◆ **Try it**: Please restate, word for word, the lines below that begin at the one with "fn drop(&mut self)" and end at the one with "let backend = CrosstermBackend::new(stdout());". Leave out all other lines.

** Opening Task input block **

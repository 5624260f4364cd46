use crate::tui::app::Screen;
use crate::tui::keymap::Action;
use crossterm::event::{KeyCode, KeyEvent, KeyModifiers};

fn translate_common(key: KeyEvent) -> Option<Action> {
    match key.code {
        KeyCode::Char('c') if key.modifiers.contains(KeyModifiers::CONTROL) => Some(Action::Quit),
        KeyCode::PageUp => Some(Action::Scroll(-10)),
        KeyCode::PageDown => Some(Action::Scroll(10)),
        _ => None,
    }
}

pub(crate) fn translate_vim(screen: Screen, key: KeyEvent) -> Option<Action> {
    if let Some(action) = translate_common(key) {
        return Some(action);
    }
    match screen {
        Screen::Roster => match key.code {
            KeyCode::Left | KeyCode::Char('h') => Some(Action::PreviousWeek),
            KeyCode::Right | KeyCode::Char('l') => Some(Action::NextWeek),
            KeyCode::Up | KeyCode::Char('k') => Some(Action::Scroll(-1)),
            KeyCode::Down | KeyCode::Char('j') => Some(Action::Scroll(1)),
            KeyCode::Char('t') | KeyCode::Char('.') => Some(Action::CurrentWeek),
            KeyCode::Char('r') => Some(Action::Refresh),
            KeyCode::Char('?') => Some(Action::ShowLegend),
            KeyCode::Esc => Some(Action::Dismiss),
            KeyCode::Char('q') => Some(Action::Quit),
            _ => None,
        },
        Screen::Legend => match key.code {
            KeyCode::Esc | KeyCode::Char('b') | KeyCode::Char('?') => Some(Action::Back),
            KeyCode::Char('t') | KeyCode::Char('.') => Some(Action::CurrentWeek),
            KeyCode::Up | KeyCode::Char('k') => Some(Action::Scroll(-1)),
            KeyCode::Down | KeyCode::Char('j') => Some(Action::Scroll(1)),
            KeyCode::Char('q') => Some(Action::Quit),
            _ => None,
        },
    }
}

pub(crate) fn translate_arrows(screen: Screen, key: KeyEvent) -> Option<Action> {
    if let Some(action) = translate_common(key) {
        return Some(action);
    }
    match screen {
        Screen::Roster => match key.code {
            KeyCode::Left => Some(Action::PreviousWeek),
            KeyCode::Right => Some(Action::NextWeek),
            KeyCode::Up => Some(Action::Scroll(-1)),
            KeyCode::Down => Some(Action::Scroll(1)),
            KeyCode::Home => Some(Action::CurrentWeek),
            KeyCode::F(5) => Some(Action::Refresh),
            KeyCode::F(1) => Some(Action::ShowLegend),
            KeyCode::Esc => Some(Action::Dismiss),
            KeyCode::Char('q') => Some(Action::Quit),
            _ => None,
        },
        Screen::Legend => match key.code {
            KeyCode::Esc | KeyCode::Backspace | KeyCode::F(1) => Some(Action::Back),
            KeyCode::Home => Some(Action::CurrentWeek),
            KeyCode::Up => Some(Action::Scroll(-1)),
            KeyCode::Down => Some(Action::Scroll(1)),
            KeyCode::Char('q') => Some(Action::Quit),
            _ => None,
        },
    }
}
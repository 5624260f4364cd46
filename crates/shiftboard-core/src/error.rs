//! Error types for Shiftboard core.

use thiserror::Error;

/// Errors surfaced while loading a schedule.
///
/// Problems with individual cells never show up here: malformed cells, missing
/// week markers and missing shift labels all degrade to defaults instead.
#[derive(Error, Debug)]
pub enum RosterError {
    #[error("Request timed out. Please check your connection and try again.")]
    FetchTimeout,

    #[error("Fetch failed: {0}")]
    FetchFailed(String),

    #[error("No sheets found in the schedule data")]
    NoSheetsFound,

    #[error("Malformed schedule payload: {0}")]
    Payload(#[from] serde_json::Error),

    #[error("IO error: {0}")]
    Io(#[from] std::io::Error),
}

pub type Result<T> = std::result::Result<T, RosterError>;
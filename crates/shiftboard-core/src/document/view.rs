//! Read-only snapshot of the selected week for renderers.

use std::ops::RangeInclusive;

use super::Roster;
use shiftboard_engine::engine::{
    Cell, InteractionState, Row, RowKind, SHIFT_TYPES, ShiftBlock, anchored_label,
    format_display_date,
};

/// Sheet columns shown to the user. Column 0 holds shift labels and is hidden.
pub const DISPLAY_COLUMNS: RangeInclusive<usize> = 1..=8;

/// What a renderer needs to draw one week.
#[derive(Clone, Copy, Debug)]
pub struct WeekView<'a> {
    pub total_weeks: usize,
    /// Week containing today.
    pub current_week_index: usize,
    pub selected_week: usize,
    pub week_header: &'a str,
    pub date_range_label: &'a str,
    pub shift_blocks: &'a [ShiftBlock],
    pub interaction: &'a InteractionState,
}

impl WeekView<'_> {
    pub fn is_current_week(&self) -> bool {
        self.selected_week == self.current_week_index
    }
}

impl Roster {
    pub fn week_view(&self) -> WeekView<'_> {
        let segment = self.selected_segment();
        WeekView {
            total_weeks: self.total_weeks(),
            current_week_index: self.current_week_index(),
            selected_week: self.selected_week(),
            week_header: &segment.title,
            date_range_label: &segment.date_range_label,
            shift_blocks: self.shift_blocks(),
            interaction: &self.interaction,
        }
    }
}

/// Text shown for a cell. ISO dates become `MM-DD`; shift-type names in
/// content rows are blanked since the block title already shows them.
pub fn display_text(cell: &Cell, kind: RowKind) -> String {
    let text = cell.text();
    if kind == RowKind::Content && SHIFT_TYPES.contains(&text.trim()) {
        return String::new();
    }
    format_display_date(&text).into_owned()
}

/// Content rows with first-column text get a rule drawn above them.
pub fn is_divider_row(row: &Row) -> bool {
    anchored_label(row).is_some()
}

#[cfg(test)]
mod tests {
    use super::*;
    use crate::Roster;
    use chrono::NaiveDate;

    fn text_row(cells: &[&str]) -> Row {
        cells.iter().map(|s| Cell::new_text(s)).collect()
    }

    #[test]
    fn test_display_text() {
        let date = Cell::new_text("2024-06-05T00:00:00");
        assert_eq!(display_text(&date, RowKind::Header), "06-05");
        let shift = Cell::new_text("Owl Shift");
        assert_eq!(display_text(&shift, RowKind::Content), "");
        assert_eq!(display_text(&shift, RowKind::Header), "Owl Shift");
        assert_eq!(display_text(&Cell::new_number(7.0), RowKind::Content), "7");
    }

    #[test]
    fn test_divider_rows() {
        assert!(is_divider_row(&text_row(&["Relief", "Smith"])));
        assert!(!is_divider_row(&text_row(&["  ", "Smith"])));
        assert!(!is_divider_row(&Row::new()));
    }

    #[test]
    fn test_week_view_labels() {
        let grid = vec![
            text_row(&["", "ACR Operations Shift Schedule"]),
            text_row(&["", "2024-06-03T00:00:00", "", "2024-06-09T00:00:00"]),
            text_row(&["", "Mon", "Tues", "Wed"]),
            text_row(&["Day Shift"]),
            text_row(&["", "7:00 - 15:00", "Smith"]),
        ];
        let now = NaiveDate::from_ymd_opt(2024, 6, 5)
            .unwrap()
            .and_hms_opt(12, 0, 0)
            .unwrap();
        let roster = Roster::from_grid(grid, now);
        let view = roster.week_view();
        assert_eq!(view.week_header, "ACR Operations Shift Schedule");
        assert_eq!(view.date_range_label, "06-03 through 06-09");
        assert!(view.is_current_week());
        assert_eq!(view.shift_blocks.len(), 1);
    }
}
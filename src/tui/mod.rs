//! Terminal user interface.

mod actions;
pub mod app;
mod input;
pub mod keymap;
mod legend;
mod ui;

pub use app::App;
pub use keymap::Keymap;

use crossterm::ExecutableCommand;
use crossterm::event::{DisableMouseCapture, EnableMouseCapture};
use crossterm::terminal::{self, EnterAlternateScreen, LeaveAlternateScreen};
use ratatui::Terminal;
use ratatui::backend::CrosstermBackend;
use std::io::{self, stdout};

/// Take over the terminal and run until the user quits.
pub fn run(app: &mut App) -> io::Result<()> {
    terminal::enable_raw_mode()?;
    stdout().execute(EnterAlternateScreen)?;

    struct Cleanup;
    impl Drop for Cleanup {
        fn drop(&mut self) {
            let _ = stdout().execute(DisableMouseCapture);
            let _ = stdout().execute(LeaveAlternateScreen);
            let _ = terminal::disable_raw_mode();
        }
    }
    let _cleanup = Cleanup;

    stdout().execute(EnableMouseCapture)?;
    let backend = CrosstermBackend::new(stdout());
    let mut terminal = Terminal::new(backend)?;

    app.request_refresh();
    input::run_app(&mut terminal, app)
}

** Closing Task input block **

◆ **Answer below**:
        fn drop(&mut self) {
            let _ = stdout().execute(DisableMouseCapture);
            let _ = stdout().execute(LeaveAlternateScreen);
            let _ = terminal::disable_raw_mode();
        }
    }
    let _cleanup = Cleanup;

    stdout().execute(EnableMouseCapture)?;
    let backend = CrosstermBackend::new(stdout());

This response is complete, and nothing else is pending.